One guardrail company tried to save a few bucks by making the ends of those guardrails smaller— 4” instead of 5”. It sounds small, but it changed the structural integrity of the guardrail, leading to many serious injuries and deaths.
They didn’t test the change. And they didn’t tell the government about the change.
That company, Trinity Industries, Inc., was fined $575 million in a federal whistleblower lawsuit last year. The jury found that the company defrauded the government by not sharing safety information about their guardrails.
The lawsuit forced a federal investigation by the Federal Highway Administration (FHWA). Trinity had to conduct new safety tests of the new guardrail ends.
“Sham tests rife with flaws” find guardrails are safe
Last month, the crash tests conducted on the 4” guardrail ends were released. Guardrails had to pass eight crash tests to be considered safe. The FHWA analyzed the results, and said the guardrails passed all of the tests.
ABC News filmed the car crash tests from overhead after reporters were denied access. By all accounts, the first seven tests showed the guardrails to be safe.

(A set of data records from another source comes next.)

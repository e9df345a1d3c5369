//! Domain entities and their relational mapping.
//!
//! `kind`, `entity`, `attributes` and `timestamp` define what an entity is and
//! how it flattens to JSON. The per-kind modules (`user`, `place`, ...) map
//! the same entities onto sea-orm tables for the database backend.

pub mod errors;
pub mod db;
pub mod kind;
pub mod timestamp;
pub mod attributes;
pub mod entity;

pub mod base_model;
pub mod user;
pub mod place;
pub mod state;
pub mod city;
pub mod amenity;
pub mod review;

pub use entity::{storage_key, Entity, EntityData};
pub use errors::ModelError;
pub use kind::EntityKind;

#[cfg(test)]
mod tests;
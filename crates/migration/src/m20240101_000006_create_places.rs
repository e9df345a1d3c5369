//! Create `places` table.
use sea_orm_migration::{prelude::*, schema::*};

use crate::columns::timestamp_utc;

#[derive(DeriveMigrationName)]
pub struct Migration;

#[async_trait::async_trait]
impl MigrationTrait for Migration {
    async fn up(&self, manager: &SchemaManager) -> Result<(), DbErr> {
        let backend = manager.get_database_backend();
        manager
            .create_table(
                Table::create()
                    .table(Places::Table)
                    .if_not_exists()
                    .col(string_len(Places::Id, 60).primary_key())
                    .col(timestamp_utc(backend, Places::CreatedAt))
                    .col(timestamp_utc(backend, Places::UpdatedAt))
                    .col(string_len(Places::CityId, 60))
                    .col(string_len(Places::UserId, 60))
                    .col(string_len(Places::Name, 128))
                    .col(string_len_null(Places::Description, 1024))
                    .col(integer(Places::NumberRooms).default(0))
                    .col(integer(Places::NumberBathrooms).default(0))
                    .col(integer(Places::MaxGuest).default(0))
                    .col(integer(Places::PriceByNight).default(0))
                    .col(double_null(Places::Latitude))
                    .col(double_null(Places::Longitude))
                    .col(json(Places::Extra))
                    .to_owned(),
            )
            .await
    }

    async fn down(&self, manager: &SchemaManager) -> Result<(), DbErr> {
        manager.drop_table(Table::drop().table(Places::Table).if_exists().to_owned()).await
    }
}

#[derive(DeriveIden)]
enum Places {
    Table,
    Id,
    CreatedAt,
    UpdatedAt,
    CityId,
    UserId,
    Name,
    Description,
    NumberRooms,
    NumberBathrooms,
    MaxGuest,
    PriceByNight,
    Latitude,
    Longitude,
    Extra,
}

The eighth test showed the guardrail endplate jamming, turning the guardrail into a car spear.
An FHWA statement said the likelihood of injury from this crash was .03% … so the guardrail ends passed the safety test.
The FHWA has disregarded safety “after allowing the manufacturer to conduct sham tests rife with flaws,” said Senator Richard Blumenthal. A group of Senators has requested a Government Accountability Office review of these tests. They say the tests were improper, standards were clearly outdated, and the whole operation calls into question the FHWA’s handling of the Trinity guardrail investigation.
Meanwhile, an independent study done by universities found that Trinity’s 4″ guardrail end was nearly 4 times as likely to be involved in a fatal crash as the 5″ end.
As of now, 35 states including Oregon, Washington and California, have suspended the purchase of new Trinity guardrails pending this federal investigation.